[Stored dataset items]
::::

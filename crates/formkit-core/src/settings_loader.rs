//! Settings loading from configuration files.
//!
//! ## Loading Order
//!
//! 1. Start with default settings.
//! 2. Load from a TOML or JSON file (overriding defaults).
//! 3. Apply environment variable overrides (highest priority).
//!
//! ## Environment Variable Mapping
//!
//! | Env Var | Setting |
//! |---|---|
//! | `FORMKIT_DEBUG` | `debug` |
//! | `FORMKIT_LOG_LEVEL` | `log_level` |
//! | `FORMKIT_SCHEMA` | `schema_path` |
//! | `FORMKIT_SUBMIT_LABEL` | `submit_label` |
//! | `FORMKIT_FORM_ID` | `form_id` |
//!
//! ## Examples
//!
//! ```rust,no_run
//! use formkit_core::settings_loader;
//!
//! let settings = settings_loader::from_toml_file("formkit.toml").unwrap();
//! let settings = settings_loader::from_file_with_env("formkit.json").unwrap();
//! ```

use std::path::{Path, PathBuf};

use crate::error::FormkitError;
use crate::settings::Settings;

/// Loads settings from a TOML string. Missing keys keep their defaults.
pub fn from_toml_str(toml_str: &str) -> Result<Settings, FormkitError> {
    toml::from_str(toml_str)
        .map_err(|e| FormkitError::ConfigurationError(format!("Failed to parse TOML: {e}")))
}

/// Loads settings from a TOML file.
pub fn from_toml_file(path: impl AsRef<Path>) -> Result<Settings, FormkitError> {
    let content = read_config(path.as_ref(), "TOML")?;
    from_toml_str(&content)
}

/// Loads settings from a JSON string. Missing keys keep their defaults.
pub fn from_json_str(json_str: &str) -> Result<Settings, FormkitError> {
    serde_json::from_str(json_str)
        .map_err(|e| FormkitError::ConfigurationError(format!("Failed to parse JSON: {e}")))
}

/// Loads settings from a JSON file.
pub fn from_json_file(path: impl AsRef<Path>) -> Result<Settings, FormkitError> {
    let content = read_config(path.as_ref(), "JSON")?;
    from_json_str(&content)
}

/// Loads settings from a file, picking the format from its extension
/// (`.toml` is TOML, anything else is JSON), then applies environment
/// variable overrides.
pub fn from_file_with_env(path: impl AsRef<Path>) -> Result<Settings, FormkitError> {
    let path = path.as_ref();
    let mut settings = match path.extension().and_then(|e| e.to_str()) {
        Some("toml") => from_toml_file(path)?,
        _ => from_json_file(path)?,
    };
    apply_env_overrides(&mut settings);
    Ok(settings)
}

/// Loads settings from just environment variables (starting from defaults).
pub fn from_env() -> Settings {
    let mut settings = Settings::default();
    apply_env_overrides(&mut settings);
    settings
}

/// Applies environment variable overrides to a settings struct.
///
/// `FORMKIT_DEBUG` accepts "true"/"1"/"yes" (case-insensitive) as true;
/// anything else is false. An empty `FORMKIT_SCHEMA` clears the schema path.
pub fn apply_env_overrides(settings: &mut Settings) {
    if let Ok(val) = std::env::var("FORMKIT_DEBUG") {
        settings.debug = matches!(val.to_lowercase().as_str(), "true" | "1" | "yes");
    }

    if let Ok(val) = std::env::var("FORMKIT_LOG_LEVEL") {
        settings.log_level = val;
    }

    if let Ok(val) = std::env::var("FORMKIT_SCHEMA") {
        settings.schema_path = if val.is_empty() {
            None
        } else {
            Some(PathBuf::from(val))
        };
    }

    if let Ok(val) = std::env::var("FORMKIT_SUBMIT_LABEL") {
        settings.submit_label = val;
    }

    if let Ok(val) = std::env::var("FORMKIT_FORM_ID") {
        settings.form_id = val;
    }

    if let Ok(val) = std::env::var("FORMKIT_PAGE_HEADING") {
        settings.page_heading = val;
    }
}

fn read_config(path: &Path, format: &str) -> Result<String, FormkitError> {
    std::fs::read_to_string(path).map_err(|e| {
        FormkitError::ConfigurationError(format!(
            "Failed to read {format} file '{}': {e}",
            path.display()
        ))
    })
}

::::

__Work instruction__. Take the line that contains "then applies environment" and every line after it to the end of the entries above, and reproduce them exactly.

__Answer space__.
/// (`.toml` is TOML, anything else is JSON), then applies environment
/// variable overrides.
pub fn from_file_with_env(path: impl AsRef<Path>) -> Result<Settings, FormkitError> {
    let path = path.as_ref();
    let mut settings = match path.extension().and_then(|e| e.to_str()) {
        Some("toml") => from_toml_file(path)?,
        _ => from_json_file(path)?,
    };
    apply_env_overrides(&mut settings);
    Ok(settings)
}

/// Loads settings from just environment variables (starting from defaults).
pub fn from_env() -> Settings {
    let mut settings = Settings::default();
    apply_env_overrides(&mut settings);
    settings
}

/// Applies environment variable overrides to a settings struct.
///
/// `FORMKIT_DEBUG` accepts "true"/"1"/"yes" (case-insensitive) as true;
/// anything else is false. An empty `FORMKIT_SCHEMA` clears the schema path.
pub fn apply_env_overrides(settings: &mut Settings) {
    if let Ok(val) = std::env::var("FORMKIT_DEBUG") {
        settings.debug = matches!(val.to_lowercase().as_str(), "true" | "1" | "yes");
    }

    if let Ok(val) = std::env::var("FORMKIT_LOG_LEVEL") {
        settings.log_level = val;
    }

    if let Ok(val) = std::env::var("FORMKIT_SCHEMA") {
        settings.schema_path = if val.is_empty() {
            None
        } else {
            Some(PathBuf::from(val))
        };
    }

    if let Ok(val) = std::env::var("FORMKIT_SUBMIT_LABEL") {
        settings.submit_label = val;
    }

    if let Ok(val) = std::env::var("FORMKIT_FORM_ID") {
        settings.form_id = val;
    }

    if let Ok(val) = std::env::var("FORMKIT_PAGE_HEADING") {
        settings.page_heading = val;
    }
}

fn read_config(path: &Path, format: &str) -> Result<String, FormkitError> {
    std::fs::read_to_string(path).map_err(|e| {
        FormkitError::ConfigurationError(format!(
            "Failed to read {format} file '{}': {e}",
            path.display()
        ))
    })
}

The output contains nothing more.